Your task is to copy each line of the listing that contains the word "AppConfig".
-- Opening Marker --
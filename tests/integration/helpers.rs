//! Shared test helpers for integration tests.

use std::net::{IpAddr, Ipv4Addr, SocketAddr};
use std::sync::Arc;
use std::time::Duration;

use axum::Router;
use axum::body::Body;
use axum::extract::ConnectInfo;
use axum::http::{Request, StatusCode};
use serde_json::Value;
use tower::ServiceExt;
use uuid::Uuid;

use adminhub_api::{AppState, build_router};
use adminhub_auth::device::LocalRegionResolver;
use adminhub_auth::jwt::TokenCodec;
use adminhub_auth::password::PasswordHasher;
use adminhub_auth::principal::AccountDirectory;
use adminhub_auth::session::{MemoryAuditor, SessionManager, SessionPolicy, SessionStore};
use adminhub_cache::CacheManager;
use adminhub_cache::memory::MemoryCacheProvider;
use adminhub_core::config::AppConfig;
use adminhub_core::config::accounts::AccountConfig;
use adminhub_core::traits::cache::CacheProvider;

/// Password shared by every test account.
pub const PASSWORD: &str = "correct horse battery";

/// Socket address every test request arrives from.
pub const PEER: SocketAddr = SocketAddr::new(IpAddr::V4(Ipv4Addr::LOCALHOST), 40000);

/// Client address the peer reports through `X-Forwarded-For`.
pub const FORWARDED_FOR: &str = "10.1.2.3";

/// Test application context
pub struct TestApp {
    /// The Axum router for making test requests
    pub router: Router,
    /// Manager behind the router, for direct assertions
    pub manager: Arc<SessionManager>,
    /// Lifecycle events recorded during the test
    pub auditor: Arc<MemoryAuditor>,
}

impl TestApp {
    /// Create a test application over an in-memory store
    pub fn new(single_login: bool) -> Self {
        Self::with_provider(single_login, Arc::new(MemoryCacheProvider::default()))
    }

    /// Create a test application over an arbitrary store backend, with the
    /// test peer trusted as a proxy
    pub fn with_provider(single_login: bool, provider: Arc<dyn CacheProvider>) -> Self {
        Self::build(single_login, provider, vec![PEER.ip()])
    }

    /// Create a test application that trusts no forwarding proxy
    pub fn without_trusted_proxy() -> Self {
        Self::build(false, Arc::new(MemoryCacheProvider::default()), Vec::new())
    }

    fn build(
        single_login: bool,
        provider: Arc<dyn CacheProvider>,
        trusted_proxies: Vec<IpAddr>,
    ) -> Self {
        let hash = PasswordHasher::new()
            .hash_password(PASSWORD)
            .expect("Failed to hash password");

        let mut config = AppConfig::default();
        config.auth.single_login_enabled = single_login;
        config.server.trusted_proxies = trusted_proxies;
        config.accounts = vec![
            account("alice", &hash, &["admin"]),
            account("bob", &hash, &["viewer"]),
        ];

        let cache = CacheManager::from_provider(provider);
        let store = SessionStore::new(Arc::new(cache), Duration::from_millis(500));
        let auditor = Arc::new(MemoryAuditor::default());
        let manager = Arc::new(SessionManager::new(
            Arc::new(TokenCodec::new(&config.auth)),
            store,
            auditor.clone(),
            SessionPolicy::from_config(&config.auth),
        ));

        let state = AppState::new(
            Arc::new(config.clone()),
            Arc::clone(&manager),
            Arc::new(AccountDirectory::new(&config.accounts)),
            Arc::new(LocalRegionResolver),
        );

        Self {
            router: build_router(state),
            manager,
            auditor,
        }
    }

    /// Log in and return the `data` object of the response
    pub async fn login(&self, username: &str) -> Value {
        let response = self
            .request(
                "POST",
                "/api/auth/login",
                Some(serde_json::json!({ "username": username, "password": PASSWORD })),
                None,
            )
            .await;
        assert_eq!(response.status, StatusCode::OK, "login failed: {:?}", response.body);
        response.body["data"].clone()
    }

    /// Send a request through the router
    pub async fn request(
        &self,
        method: &str,
        path: &str,
        body: Option<Value>,
        token: Option<&str>,
    ) -> TestResponse {
        let body_str = body
            .map(|b| serde_json::to_string(&b).expect("Failed to serialize body"))
            .unwrap_or_default();

        let mut req = Request::builder()
            .method(method)
            .uri(path)
            .header("Content-Type", "application/json")
            .header("User-Agent", "Mozilla/5.0 (Windows NT 10.0; Win64; x64) Chrome/120.0 Safari/537.36")
            .header("X-Forwarded-For", FORWARDED_FOR);

        if let Some(token) = token {
            req = req.header("Authorization", format!("Bearer {token}"));
        }

        let mut req = req
            .body(Body::from(body_str))
            .expect("Failed to build request");
        req.extensions_mut().insert(ConnectInfo(PEER));

        let response = self
            .router
            .clone()
            .oneshot(req)
            .await
            .expect("Failed to send request");

        let status = response.status();
        let body_bytes = axum::body::to_bytes(response.into_body(), 1024 * 1024)
            .await
            .expect("Failed to read body");

        let body: Value = serde_json::from_slice(&body_bytes).unwrap_or(Value::Null);

        TestResponse { status, body }
    }
}

fn account(username: &str, hash: &str, roles: &[&str]) -> AccountConfig {
    AccountConfig {
        user_id: Uuid::new_v4(),
        username: username.to_string(),
        password_hash: hash.to_string(),
        dept_id: Some("100".to_string()),
        roles: roles.iter().map(|r| r.to_string()).collect(),
        disabled: false,
    }
}

/// Response from a test request
#[derive(Debug)]
pub struct TestResponse {
    /// HTTP status code
    pub status: StatusCode,
    /// Parsed JSON body
    pub body: Value,
}

impl TestResponse {
    /// The machine-readable error code of an error response
    pub fn error_code(&self) -> &str {
        self.body["error"].as_str().unwrap_or_default()
    }
}

/// Extracts a string field from a JSON object
pub fn text<'a>(value: &'a Value, field: &str) -> &'a str {
    value[field]
        .as_str()
        .unwrap_or_else(|| panic!("missing field {field} in {value}"))
}
//! Server-side state describing one live access token.

use std::collections::BTreeSet;

use chrono::{DateTime, Utc};
use serde::{Deserialize, Serialize};

use crate::device::DeviceInfo;
use crate::principal::Principal;

/// Session record stored under `access-session[access_token_id]`.
///
/// Owned by the session manager; the store treats it as an opaque value.
#[derive(Debug, Clone, PartialEq, Eq, Serialize, Deserialize)]
#[serde(rename_all = "camelCase")]
pub struct SessionRecord {
    /// Id of the access token this record belongs to.
    pub access_token_id: String,
    /// Id of the refresh token currently paired with this session.
    pub refresh_token_id: String,
    /// User identifier.
    pub user_id: String,
    /// Login name.
    pub principal_name: String,
    /// Department (tenant) scope.
    pub dept_id: Option<String>,
    /// Role names.
    pub roles: BTreeSet<String>,
    /// Client IP address.
    pub client_ip: String,
    /// Coarse region of the client IP.
    pub geo_region: String,
    /// Raw user agent.
    pub user_agent: String,
    /// Operating system.
    pub os: String,
    /// Browser.
    pub browser: String,
    /// Device class.
    pub device: String,
    /// When the record was written.
    pub created_at: DateTime<Utc>,
    /// Last time the session was used to mint or refresh credentials.
    pub last_access_at: DateTime<Utc>,
}

impl SessionRecord {
    /// Builds a record for a freshly authenticated principal.
    pub fn new(
        access_token_id: String,
        refresh_token_id: String,
        principal: &Principal,
        device: &DeviceInfo,
        now: DateTime<Utc>,
    ) -> Self {
        Self {
            access_token_id,
            refresh_token_id,
            user_id: principal.user_id.clone(),
            principal_name: principal.principal_name.clone(),
            dept_id: principal.dept_id.clone(),
            roles: principal.roles.clone(),
            client_ip: device.client_ip.clone(),
            geo_region: device.geo_region.clone(),
            user_agent: device.user_agent.clone(),
            os: device.os.clone(),
            browser: device.browser.clone(),
            device: device.device.clone(),
            created_at: now,
            last_access_at: now,
        }
    }

    /// Builds the record that supersedes this one on refresh: same identity
    /// and refresh pairing, new access id, fresh device metadata.
    pub fn succeed(&self, access_token_id: String, device: &DeviceInfo, now: DateTime<Utc>) -> Self {
        Self::new(
            access_token_id,
            self.refresh_token_id.clone(),
            &self.principal(),
            device,
            now,
        )
    }

    /// The identity carried by this session.
    pub fn principal(&self) -> Principal {
        Principal {
            user_id: self.user_id.clone(),
            principal_name: self.principal_name.clone(),
            dept_id: self.dept_id.clone(),
            roles: self.roles.clone(),
        }
    }
}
-- Closing Marker --
- Answer box:
use adminhub_core::config::AppConfig;
        let mut config = AppConfig::default();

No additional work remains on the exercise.